Breakthrough Listen uses machine learning to find fast radio bursts

Scientists searching for fast radio bursts that some believe may be signals sent from aliens may be happening every second. The blue points in this artist's impression of the filamentary structure of galaxies that extends across the entire sky are

Scientists searching for fast radio bursts that some believe may be signals sent from aliens may be happening every second. The blue points in this artist's impression of the filamentary structure of galaxies that extends across the entire sky are

Previous studies have shown that the bursts from 121102 are emanating from a galaxy 3 billion light years from Earth, but the nature of the object emitting them is still unknown. Andrew Siemion, director of the Berkeley SETI Research Center and principal investigator for Breakthrough Listen, said in a statement.

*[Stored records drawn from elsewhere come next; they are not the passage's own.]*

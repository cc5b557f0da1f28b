use serde_json::{json, Map, Value};

use super::Context;
use crate::error::{WorkflowError, WorkflowResult};
use crate::identity::Actor;
use crate::models::{
    format_instant, DiscoveryFilters, PlayerCard, ProfileUpdate, Role, UserProfile,
};
use crate::store::{self, Order, Query, USERS};

const SKILL_LEVELS: [&str; 3] = ["beginner", "intermediate", "advanced"];

#[derive(Clone)]
pub struct PlayerDirectory {
    ctx: Context,
}

impl PlayerDirectory {
    pub fn new(ctx: Context) -> Self {
        Self { ctx }
    }

    /// Writes the profile for a freshly signed-up identity.
    pub async fn register(
        &self,
        user_id: &str,
        email: &str,
        display_name: &str,
    ) -> WorkflowResult<UserProfile> {
        let profile = UserProfile::new(user_id, email, display_name, self.ctx.clock.now());
        self.ctx
            .store
            .put(USERS, user_id, store::to_body(&profile)?)
            .await?;
        tracing::info!(user_id, "profile created");
        Ok(profile)
    }

    pub async fn profile(&self, user_id: &str) -> WorkflowResult<UserProfile> {
        let doc = self
            .ctx
            .store
            .get(USERS, user_id)
            .await?
            .ok_or(WorkflowError::NotFound("Player"))?;
        Ok(store::from_document(doc)?)
    }

    pub async fn card(&self, user_id: &str) -> WorkflowResult<PlayerCard> {
        Ok(self.profile(user_id).await?.into())
    }

    pub async fn update_profile(
        &self,
        actor: &Actor,
        update: ProfileUpdate,
    ) -> WorkflowResult<UserProfile> {
        let mut patch = Map::new();
        if let Some(name) = update.display_name {
            let name = name.trim();
            if name.is_empty() {
                return Err(WorkflowError::validation("Display name cannot be blank"));
            }
            patch.insert("displayName".into(), Value::String(name.to_string()));
        }
        if let Some(skill) = update.skill_level {
            let skill = skill.trim().to_lowercase();
            if !SKILL_LEVELS.contains(&skill.as_str()) {
                return Err(WorkflowError::validation(
                    "Skill level must be beginner, intermediate or advanced",
                ));
            }
            patch.insert("skillLevel".into(), Value::String(skill));
        }
        if let Some(city) = update.city {
            patch.insert("city".into(), Value::String(city.trim().to_string()));
        }
        if let Some(times) = update.available_times {
            patch.insert("availableTimes".into(), json!(times));
        }
        if let Some(gender) = update.gender {
            patch.insert("gender".into(), json!(gender));
        }
        if let Some(pref) = update.gender_preference {
            patch.insert("genderPreference".into(), json!(pref));
        }
        if let Some(whatsapp) = update.whatsapp {
            patch.insert("whatsapp".into(), Value::String(whatsapp.trim().to_string()));
        }

        self.profile(&actor.id).await?;
        patch.insert(
            "updatedAt".into(),
            Value::String(format_instant(self.ctx.clock.now())),
        );
        self.ctx
            .store
            .update(USERS, &actor.id, Value::Object(patch))
            .await?;
        self.profile(&actor.id).await
    }

    /// Complete profiles other than the actor's, by name.
    pub async fn discover(
        &self,
        actor: &Actor,
        filters: &DiscoveryFilters,
    ) -> WorkflowResult<Vec<PlayerCard>> {
        let docs = self
            .ctx
            .store
            .query(USERS, &Query::new().order_by("displayName", Order::Asc))
            .await?;
        let mut out = Vec::new();
        for doc in docs {
            if doc.id == actor.id {
                continue;
            }
            let profile: UserProfile = store::from_document(doc)?;
            if profile.is_discoverable() && filters.accepts(&profile) {
                out.push(profile.into());
            }
        }
        Ok(out)
    }

    pub async fn list_users(&self, actor: &Actor) -> WorkflowResult<Vec<UserProfile>> {
        require_admin(actor)?;
        let docs = self
            .ctx
            .store
            .query(USERS, &Query::new().order_by("createdAt", Order::Desc))
            .await?;
        let mut out = Vec::with_capacity(docs.len());
        for doc in docs {
            out.push(store::from_document(doc)?);
        }
        Ok(out)
    }

    pub async fn set_role(
        &self,
        actor: &Actor,
        user_id: &str,
        role: Role,
    ) -> WorkflowResult<UserProfile> {
        require_admin(actor)?;
        if user_id == actor.id && role != Role::Admin {
            return Err(WorkflowError::validation("Admins cannot demote themselves"));
        }
        self.profile(user_id).await?;
        self.ctx
            .store
            .update(
                USERS,
                user_id,
                json!({
                    "role": role.as_str(),
                    "updatedAt": format_instant(self.ctx.clock.now()),
                }),
            )
            .await?;
        tracing::info!(user_id, admin_id = %actor.id, role = role.as_str(), "role changed");
        self.profile(user_id).await
    }
}

fn require_admin(actor: &Actor) -> WorkflowResult<()> {
    if actor.is_admin() {
        Ok(())
    } else {
        Err(WorkflowError::forbidden("Admin access required"))
    }
}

Lickety-split radio bursts are shimmering pulses of radio emission mere milliseconds in duration, conception to originate from distant galaxies. Theories explaining their origin include that they are caused by polarised waves travelling through strong magnetic fields in dense plasma (such as from a neutron star in the cosmic neighbourhood of a galactic core's supermassive black hole or within dense, magnetised nebulas). According to Phys.org, Breakthrough Listen, one of several Breakthrough-themed science research initiatives in cooperation with the SETI (Search for Extraterrestrial Intelligence) Institute, has successfully used artificial intelligence to increase the identification rate for recurring fast radio bursts from a deep space source known as FRB121102.

Machine learning algorithms are also being applied to help Listen search for new kinds of candidate signals from extraterrestrial intelligence. The fast radio bursts were picked out from a data set that had already been analyzed by astronomers.

The data comes from the Green Bank Telescope in West Virginia (above), which was pointed toward this source of fast and bright (hence the name) bursts for five hours in August of 2017. By analyzing the data using standard computer algorithms, they were able to identify 21 FRB's during the period. The 21 fast radio bursts were all seen within one hour, which suggests that whatever the source of FRB 121102 is, it demonstrated a period of excessive activity. This brings the total number of detected bursts from FRB 121102 to around 300 since it was discovered in 2012.

Zhang's crew passe a few of the similar tactics that net technology companies use to optimize search results and classify photography. Just as the patterns of pulses from pulsars have helped astronomers constrain computer models of the extreme physical conditions in such objects, the new measurements of FRBs will help figure out what powers these enigmatic sources, Siemion said.

In their recent study, the researchers trained their algorithm on simulated signals, teaching it to recognize signs of fast radio bursts, and then "let the trained network loose on the data containing the real signals", Zhang said.

The new algorithm was very helpful in determining that source FRB121102 does not send out bursts at regular intervals (or at least not intervals longer than about 10 ms).

"This work is simply the starting of the use of these noteworthy how to get radio transients", acknowledged Zhang. "We hope our success may inspire other serious endeavours in applying machine learning to radio astronomy".

"Whether or not or not FRBs themselves sooner or later turn out to be signatures of extraterrestrial technology, Step forward Listen is helping to push the frontiers of a unique and swiftly increasing place of residing of our understanding of the Universe spherical us", he added.

Breakthrough Listen is a scientific program in search for evidence of technological life in the Universe.It aims to survey one million nearby stars, the entire galactic plane and 100 nearby galaxies at a wide range of radio and optical bands.

The results were accepted for publication in the Astrophysical Journal.